WHAT TO DO - Please go line by line through the material and copy each one containing the word "ratios".

SUPPLIED MATERIAL -
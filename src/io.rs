use glob::{glob, Pattern};
use image::GenericImageView;
use log::info;
use std::path::Path;

use crate::error::{Error, Result};
use crate::types::{FrameDimensions, OutputDirs};
use crate::utils::ensure_directory;

/// Set up the directory structure for the dataset output. Existing
/// directories and their contents are kept.
pub fn setup_output_directories(root: &Path) -> Result<OutputDirs> {
    let dirs = OutputDirs::new(root.to_path_buf());
    if !root.exists() {
        info!("Creating dataset layout under {}", root.display());
    }
    for dir in [
        &dirs.images_dir,
        &dirs.manifest_dir,
        &dirs.voc_dir,
        &dirs.coco_dir,
        &dirs.cache_dir,
        &dirs.yolo_dir,
    ] {
        ensure_directory(dir)?;
    }
    Ok(dirs)
}

/// Fail with a `NotFound` I/O error unless `path` exists.
pub fn require_path(path: &Path, message: &str) -> Result<()> {
    if path.exists() {
        Ok(())
    } else {
        Err(Error::not_found(path, message))
    }
}

/// Count the regular files in `dir` whose names start with `prefix`.
pub fn count_files(dir: &Path, prefix: &str) -> Result<usize> {
    require_path(dir, "directory not found")?;
    let pattern = format!(
        "{}/{}*",
        Pattern::escape(&dir.to_string_lossy()),
        Pattern::escape(prefix)
    );
    let entries = glob(&pattern)
        .map_err(|e| Error::Config(format!("invalid file pattern {}: {}", pattern, e)))?;
    Ok(entries
        .filter_map(|entry| entry.ok())
        .filter(|path| path.is_file())
        .count())
}

/// Frames are decoded as 3-channel color regardless of how they are stored
pub const FRAME_DEPTH: u8 = 3;

/// Read width and height from a decoded frame image. Grayscale and alpha
/// frames are treated as color, so the depth is always `FRAME_DEPTH`.
pub fn read_frame_dimensions(image_path: &Path) -> Result<FrameDimensions> {
    require_path(image_path, "cannot find the extracted frame images")?;
    let image = image::open(image_path).map_err(|source| Error::Image {
        path: image_path.to_path_buf(),
        source,
    })?;
    let (width, height) = image.dimensions();
    Ok(FrameDimensions {
        width,
        height,
        depth: FRAME_DEPTH,
    })
}
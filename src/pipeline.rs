//! Per-video driver: frame extraction, the three annotation encodings and the
//! train/val/test split, one video after another.

use log::{info, warn};
use rand::rngs::StdRng;
use rand::SeedableRng;
use std::path::{Path, PathBuf};

use crate::cache::{FileCache, TableCache};
use crate::coco::CocoEncoder;
use crate::config::{Args, PlannedVideo, VideoPlan};
use crate::error::{Error, Result};
use crate::extract::FrameExtractor;
use crate::io::{count_files, read_frame_dimensions, require_path, setup_output_directories};
use crate::split::{assign_by_ratio, assign_uniform, calculate_share, Share, SplitManifest};
use crate::track_table;
use crate::types::{OutputDirs, ProcessingStats};
use crate::utils::{create_io_thread_pool, create_progress_bar};
use crate::voc::VocEncoder;
use crate::yolo::YoloEncoder;

/// Paths of one video's inputs inside the dataset root
#[derive(Debug, Clone)]
pub struct VideoInputs {
    pub video_dir: PathBuf,
    pub video_file: PathBuf,
    pub annotation_file: PathBuf,
}

impl VideoInputs {
    pub fn new(dataset_root: &Path, video: &PlannedVideo) -> Self {
        let video_name = format!("video{}", video.index);
        let video_dir = dataset_root
            .join("videos")
            .join(&video.scene)
            .join(&video_name);
        Self {
            video_file: video_dir.join("video.mov"),
            annotation_file: dataset_root
                .join("annotations")
                .join(&video.scene)
                .join(&video_name)
                .join("annotations.txt"),
            video_dir,
        }
    }
}

enum SplitPolicy {
    Ratio(StdRng),
    Uniform(Share),
}

/// Write the VOC, COCO and YOLO annotations of one video whose frames are
/// already extracted. Returns the number of frames annotated.
pub fn annotate_video(
    table: &track_table::TrackTable,
    dirs: &OutputDirs,
    folder: &str,
    prefix: &str,
    frame_count: u32,
    pool: &rayon::ThreadPool,
) -> Result<u32> {
    let first_frame = dirs.images_dir.join(format!("{}1.jpg", prefix));
    let dims = read_frame_dimensions(&first_frame)?;
    info!(
        "{}: {} frames of {}x{}x{}",
        prefix, frame_count, dims.width, dims.height, dims.depth
    );

    let voc = VocEncoder::new(folder);
    let voc_pb = create_progress_bar(u64::from(frame_count), "VOC");
    pool.install(|| voc.write_frames(table, dims, prefix, frame_count, &dirs.voc_dir, &voc_pb))?;
    voc_pb.finish_with_message("VOC annotations complete");

    CocoEncoder::new().write_catalogs(table, dims, prefix, frame_count, &dirs.coco_dir)?;

    let yolo = YoloEncoder::new();
    let yolo_pb = create_progress_bar(u64::from(frame_count), "YOLO");
    pool.install(|| yolo.write_frames(table, dims, prefix, frame_count, &dirs.yolo_dir, &yolo_pb))?;
    yolo_pb.finish_with_message("YOLO labels complete");

    Ok(frame_count)
}

fn frame_count_on_disk(images_dir: &Path, prefix: &str) -> Result<u32> {
    let count = count_files(images_dir, prefix)?;
    u32::try_from(count).map_err(|_| Error::Config(format!("too many frames for {}", prefix)))
}

/// Main dataset processing pipeline
pub fn process_dataset(
    args: &Args,
    plan: &VideoPlan,
    extractor: &dyn FrameExtractor,
) -> Result<ProcessingStats> {
    let dataset_root = PathBuf::from(&args.dataset_path);
    require_path(&dataset_root, "dataset folder not found")?;

    let dirs = setup_output_directories(&args.destination_root())?;
    let mut manifest = SplitManifest::create(&dirs.manifest_dir)?;
    let cache = FileCache::new(&dirs.cache_dir);
    let pool = create_io_thread_pool(args.workers)?;

    let mut policy = match args.quotas()? {
        Some(quotas) => {
            let ratios: Vec<_> = plan.videos().map(|video| video.ratio).collect();
            SplitPolicy::Uniform(calculate_share(
                ratios.iter(),
                quotas.train,
                quotas.val,
                quotas.test,
            )?)
        }
        None => SplitPolicy::Ratio(match args.seed {
            Some(seed) => StdRng::seed_from_u64(seed),
            None => StdRng::from_entropy(),
        }),
    };

    let mut stats = ProcessingStats::new();
    for video in plan.videos() {
        process_video(
            &dataset_root,
            &dirs,
            args,
            &video,
            extractor,
            &cache,
            &pool,
            &mut manifest,
            &mut policy,
            &mut stats,
        )?;
    }
    manifest.flush()?;

    stats.print_summary();
    info!("Done.");
    Ok(stats)
}

#[allow(clippy::too_many_arguments)]
fn process_video(
    dataset_root: &Path,
    dirs: &OutputDirs,
    args: &Args,
    video: &PlannedVideo,
    extractor: &dyn FrameExtractor,
    cache: &dyn TableCache,
    pool: &rayon::ThreadPool,
    manifest: &mut SplitManifest,
    policy: &mut SplitPolicy,
    stats: &mut ProcessingStats,
) -> Result<()> {
    let scene_dir = dataset_root.join("videos").join(&video.scene);
    require_path(&scene_dir, "scene not found")?;

    let inputs = VideoInputs::new(dataset_root, video);
    require_path(&inputs.video_dir, "video directory not found")?;
    if count_files(&inputs.video_dir, "")? != 1 {
        return Err(Error::Config(format!(
            "{} should contain one file",
            inputs.video_dir.display()
        )));
    }

    let prefix = video.prefix();
    if frame_count_on_disk(&dirs.images_dir, &prefix)? == 0 {
        info!("Splitting {}", inputs.video_file.display());
        extractor.extract(&inputs.video_file, &dirs.images_dir, &prefix)?;
        info!("Splitting {} complete.", inputs.video_file.display());

        info!("Annotating frames from {}", inputs.video_file.display());
        require_path(&inputs.annotation_file, "annotation file not found")?;
        let frame_count = frame_count_on_disk(&dirs.images_dir, &prefix)?;
        let table = track_table::load(&inputs.annotation_file, &prefix, cache)?;
        let annotated = annotate_video(&table, dirs, &args.destination, &prefix, frame_count, pool)?;
        stats.videos_annotated += 1;
        stats.frames_annotated += annotated as usize;
        info!("Annotation complete.");
    } else {
        warn!(
            "{} is already split into frames. Skipping...",
            inputs.video_file.display()
        );
        stats.videos_skipped += 1;
    }

    let frame_count = frame_count_on_disk(&dirs.images_dir, &prefix)?;
    let assigned = match policy {
        SplitPolicy::Ratio(rng) => {
            assign_by_ratio(manifest, rng, frame_count, video.ratio, &prefix)?
        }
        SplitPolicy::Uniform(share) => {
            assign_uniform(manifest, frame_count, video.ratio, share, &prefix)?
        }
    };
    stats.frames_assigned += assigned;
    info!("Successfully created train-val-test split for {}.", prefix);
    Ok(())
}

RESULT OF THIS EXERCISE -
            let ratios: Vec<_> = plan.videos().map(|video| video.ratio).collect();
                ratios.iter(),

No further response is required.